• **Data supplied**:
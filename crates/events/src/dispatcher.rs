//! Bounded, filtered delivery of events to registered handlers.
//!
//! Publishing never blocks the engine: events go through `try_send` into a
//! bounded queue and are rejected (and logged) when it is full. A fixed pool
//! of worker tasks drains the queue; a handler that errors or panics is logged
//! and skipped without affecting the other handlers or the worker.

use futures::FutureExt;
use std::panic::AssertUnwindSafe;
use std::sync::atomic::{AtomicU64, AtomicUsize, Ordering};
use std::sync::Arc;
use tokio::sync::{broadcast, mpsc, watch, Mutex, Notify};
use tokio::task::JoinHandle;
use tracing::{debug, error, warn};

use crate::bus::EventBus;
use crate::registry::HandlerRegistry;
use crate::types::EventEnvelope;

#[derive(Debug, Clone, Copy, PartialEq, Eq)]
pub enum PublishOutcome {
    Queued,
    Rejected,
}

#[derive(Debug, Clone)]
pub struct DispatcherConfig {
    pub workers: usize,
    pub capacity: usize,
}

impl Default for DispatcherConfig {
    fn default() -> Self {
        Self {
            workers: 2,
            capacity: 1024,
        }
    }
}

impl DispatcherConfig {
    pub fn with_workers(mut self, workers: usize) -> Self {
        self.workers = workers;
        self
    }

    pub fn with_capacity(mut self, capacity: usize) -> Self {
        self.capacity = capacity;
        self
    }
}

struct Shared {
    registry: HandlerRegistry,
    bus: EventBus,
    in_flight: AtomicUsize,
    idle: Notify,
    rejected: AtomicU64,
    handler_failures: AtomicU64,
}

impl Shared {
    fn settle_one(&self) {
        if self.in_flight.fetch_sub(1, Ordering::AcqRel) == 1 {
            self.idle.notify_waiters();
        }
    }
}

#[derive(Clone)]
pub struct EventDispatcher {
    sender: mpsc::Sender<EventEnvelope>,
    shared: Arc<Shared>,
    shutdown: watch::Sender<bool>,
    workers: Arc<Mutex<Vec<JoinHandle<()>>>>,
}

impl EventDispatcher {
    /// Spawns the worker pool. Must be called inside a tokio runtime.
    pub fn start(registry: HandlerRegistry, config: DispatcherConfig) -> Self {
        let (sender, receiver) = mpsc::channel(config.capacity.max(1));
        let (shutdown, _) = watch::channel(false);
        let shared = Arc::new(Shared {
            registry,
            bus: EventBus::new(),
            in_flight: AtomicUsize::new(0),
            idle: Notify::new(),
            rejected: AtomicU64::new(0),
            handler_failures: AtomicU64::new(0),
        });
        let receiver = Arc::new(Mutex::new(receiver));

        let workers = (0..config.workers.max(1))
            .map(|worker| {
                tokio::spawn(run_worker(
                    worker,
                    receiver.clone(),
                    shared.clone(),
                    shutdown.subscribe(),
                ))
            })
            .collect();

        Self {
            sender,
            shared,
            shutdown,
            workers: Arc::new(Mutex::new(workers)),
        }
    }

    pub fn publish(&self, envelope: EventEnvelope) -> PublishOutcome {
        self.shared.in_flight.fetch_add(1, Ordering::AcqRel);
        let projection = envelope.clone();
        match self.sender.try_send(envelope) {
            Ok(()) => {
                self.shared.bus.publish(projection);
                PublishOutcome::Queued
            }
            Err(err) => {
                self.shared.settle_one();
                self.shared.rejected.fetch_add(1, Ordering::Relaxed);
                let reason = match err {
                    mpsc::error::TrySendError::Full(_) => "queue full",
                    mpsc::error::TrySendError::Closed(_) => "dispatcher stopped",
                };
                warn!(
                    event_type = %projection.event_type(),
                    sequence = projection.sequence,
                    reason,
                    "Event rejected"
                );
                PublishOutcome::Rejected
            }
        }
    }

    /// Read-only stream of every accepted event.
    pub fn subscribe(&self) -> broadcast::Receiver<EventEnvelope> {
        self.shared.bus.subscribe()
    }

    pub fn rejected_count(&self) -> u64 {
        self.shared.rejected.load(Ordering::Relaxed)
    }

    pub fn handler_failure_count(&self) -> u64 {
        self.shared.handler_failures.load(Ordering::Relaxed)
    }

    /// Waits until every accepted event has been handled.
    pub async fn flush(&self) {
        loop {
            let idle = self.shared.idle.notified();
            if self.shared.in_flight.load(Ordering::Acquire) == 0 {
                return;
            }
            idle.await;
        }
    }

    /// Drains the queue and stops the workers.
    pub async fn shutdown(&self) {
        self.flush().await;
        let _ = self.shutdown.send(true);
        let workers = std::mem::take(&mut *self.workers.lock().await);
        for worker in workers {
            let _ = worker.await;
        }
    }
}

async fn run_worker(
    worker: usize,
    receiver: Arc<Mutex<mpsc::Receiver<EventEnvelope>>>,
    shared: Arc<Shared>,
    mut shutdown: watch::Receiver<bool>,
) {
    loop {
        let next = {
            let mut receiver = receiver.lock().await;
            if *shutdown.borrow() {
                None
            } else {
                tokio::select! {
                    biased;
                    _ = shutdown.changed() => None,
                    envelope = receiver.recv() => envelope,
                }
            }
        };
        let Some(envelope) = next else {
            debug!(worker, "Event worker stopping");
            return;
        };

        deliver(&shared, &envelope).await;
        shared.settle_one();
    }
}

async fn deliver(shared: &Shared, envelope: &EventEnvelope) {
    for subscription in shared.registry.matching(envelope) {
        let handled = AssertUnwindSafe(subscription.handler().handle(envelope))
            .catch_unwind()
            .await;
        match handled {
            Ok(Ok(())) => {}
            Ok(Err(err)) => {
                shared.handler_failures.fetch_add(1, Ordering::Relaxed);
                error!(
                    handler = subscription.name(),
                    event_type = %envelope.event_type(),
                    error = %err,
                    "Event handler failed"
                );
            }
            Err(_) => {
                shared.handler_failures.fetch_add(1, Ordering::Relaxed);
                error!(
                    handler = subscription.name(),
                    event_type = %envelope.event_type(),
                    "Event handler panicked"
                );
            }
        }
    }
}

• **Description of the task**:
What you give back should be the full listing, copied exactly.

• **Expected output**:
filename crates/events/src/dispatcher.rs
//! Bounded, filtered delivery of events to registered handlers.
//!
//! Publishing never blocks the engine: events go through `try_send` into a
//! bounded queue and are rejected (and logged) when it is full. A fixed pool
//! of worker tasks drains the queue; a handler that errors or panics is logged
//! and skipped without affecting the other handlers or the worker.

use futures::FutureExt;
use std::panic::AssertUnwindSafe;
use std::sync::atomic::{AtomicU64, AtomicUsize, Ordering};
use std::sync::Arc;
use tokio::sync::{broadcast, mpsc, watch, Mutex, Notify};
use tokio::task::JoinHandle;
use tracing::{debug, error, warn};

use crate::bus::EventBus;
use crate::registry::HandlerRegistry;
use crate::types::EventEnvelope;

#[derive(Debug, Clone, Copy, PartialEq, Eq)]
pub enum PublishOutcome {
    Queued,
    Rejected,
}

#[derive(Debug, Clone)]
pub struct DispatcherConfig {
    pub workers: usize,
    pub capacity: usize,
}

impl Default for DispatcherConfig {
    fn default() -> Self {
        Self {
            workers: 2,
            capacity: 1024,
        }
    }
}

impl DispatcherConfig {
    pub fn with_workers(mut self, workers: usize) -> Self {
        self.workers = workers;
        self
    }

    pub fn with_capacity(mut self, capacity: usize) -> Self {
        self.capacity = capacity;
        self
    }
}

struct Shared {
    registry: HandlerRegistry,
    bus: EventBus,
    in_flight: AtomicUsize,
    idle: Notify,
    rejected: AtomicU64,
    handler_failures: AtomicU64,
}

impl Shared {
    fn settle_one(&self) {
        if self.in_flight.fetch_sub(1, Ordering::AcqRel) == 1 {
            self.idle.notify_waiters();
        }
    }
}

#[derive(Clone)]
pub struct EventDispatcher {
    sender: mpsc::Sender<EventEnvelope>,
    shared: Arc<Shared>,
    shutdown: watch::Sender<bool>,
    workers: Arc<Mutex<Vec<JoinHandle<()>>>>,
}

impl EventDispatcher {
    /// Spawns the worker pool. Must be called inside a tokio runtime.
    pub fn start(registry: HandlerRegistry, config: DispatcherConfig) -> Self {
        let (sender, receiver) = mpsc::channel(config.capacity.max(1));
        let (shutdown, _) = watch::channel(false);
        let shared = Arc::new(Shared {
            registry,
            bus: EventBus::new(),
            in_flight: AtomicUsize::new(0),
            idle: Notify::new(),
            rejected: AtomicU64::new(0),
            handler_failures: AtomicU64::new(0),
        });
        let receiver = Arc::new(Mutex::new(receiver));

        let workers = (0..config.workers.max(1))
            .map(|worker| {
                tokio::spawn(run_worker(
                    worker,
                    receiver.clone(),
                    shared.clone(),
                    shutdown.subscribe(),
                ))
            })
            .collect();

        Self {
            sender,
            shared,
            shutdown,
            workers: Arc::new(Mutex::new(workers)),
        }
    }

    pub fn publish(&self, envelope: EventEnvelope) -> PublishOutcome {
        self.shared.in_flight.fetch_add(1, Ordering::AcqRel);
        let projection = envelope.clone();
        match self.sender.try_send(envelope) {
            Ok(()) => {
                self.shared.bus.publish(projection);
                PublishOutcome::Queued
            }
            Err(err) => {
                self.shared.settle_one();
                self.shared.rejected.fetch_add(1, Ordering::Relaxed);
                let reason = match err {
                    mpsc::error::TrySendError::Full(_) => "queue full",
                    mpsc::error::TrySendError::Closed(_) => "dispatcher stopped",
                };
                warn!(
                    event_type = %projection.event_type(),
                    sequence = projection.sequence,
                    reason,
                    "Event rejected"
                );
                PublishOutcome::Rejected
            }
        }
    }

    /// Read-only stream of every accepted event.
    pub fn subscribe(&self) -> broadcast::Receiver<EventEnvelope> {
        self.shared.bus.subscribe()
    }

    pub fn rejected_count(&self) -> u64 {
        self.shared.rejected.load(Ordering::Relaxed)
    }

    pub fn handler_failure_count(&self) -> u64 {
        self.shared.handler_failures.load(Ordering::Relaxed)
    }

    /// Waits until every accepted event has been handled.
    pub async fn flush(&self) {
        loop {
            let idle = self.shared.idle.notified();
            if self.shared.in_flight.load(Ordering::Acquire) == 0 {
                return;
            }
            idle.await;
        }
    }

    /// Drains the queue and stops the workers.
    pub async fn shutdown(&self) {
        self.flush().await;
        let _ = self.shutdown.send(true);
        let workers = std::mem::take(&mut *self.workers.lock().await);
        for worker in workers {
            let _ = worker.await;
        }
    }
}

async fn run_worker(
    worker: usize,
    receiver: Arc<Mutex<mpsc::Receiver<EventEnvelope>>>,
    shared: Arc<Shared>,
    mut shutdown: watch::Receiver<bool>,
) {
    loop {
        let next = {
            let mut receiver = receiver.lock().await;
            if *shutdown.borrow() {
                None
            } else {
                tokio::select! {
                    biased;
                    _ = shutdown.changed() => None,
                    envelope = receiver.recv() => envelope,
                }
            }
        };
        let Some(envelope) = next else {
            debug!(worker, "Event worker stopping");
            return;
        };

        deliver(&shared, &envelope).await;
        shared.settle_one();
    }
}

async fn deliver(shared: &Shared, envelope: &EventEnvelope) {
    for subscription in shared.registry.matching(envelope) {
        let handled = AssertUnwindSafe(subscription.handler().handle(envelope))
            .catch_unwind()
            .await;
        match handled {
            Ok(Ok(())) => {}
            Ok(Err(err)) => {
                shared.handler_failures.fetch_add(1, Ordering::Relaxed);
                error!(
                    handler = subscription.name(),
                    event_type = %envelope.event_type(),
                    error = %err,
                    "Event handler failed"
                );
            }
            Err(_) => {
                shared.handler_failures.fetch_add(1, Ordering::Relaxed);
                error!(
                    handler = subscription.name(),
                    event_type = %envelope.event_type(),
                    "Event handler panicked"
                );
            }
        }
    }
}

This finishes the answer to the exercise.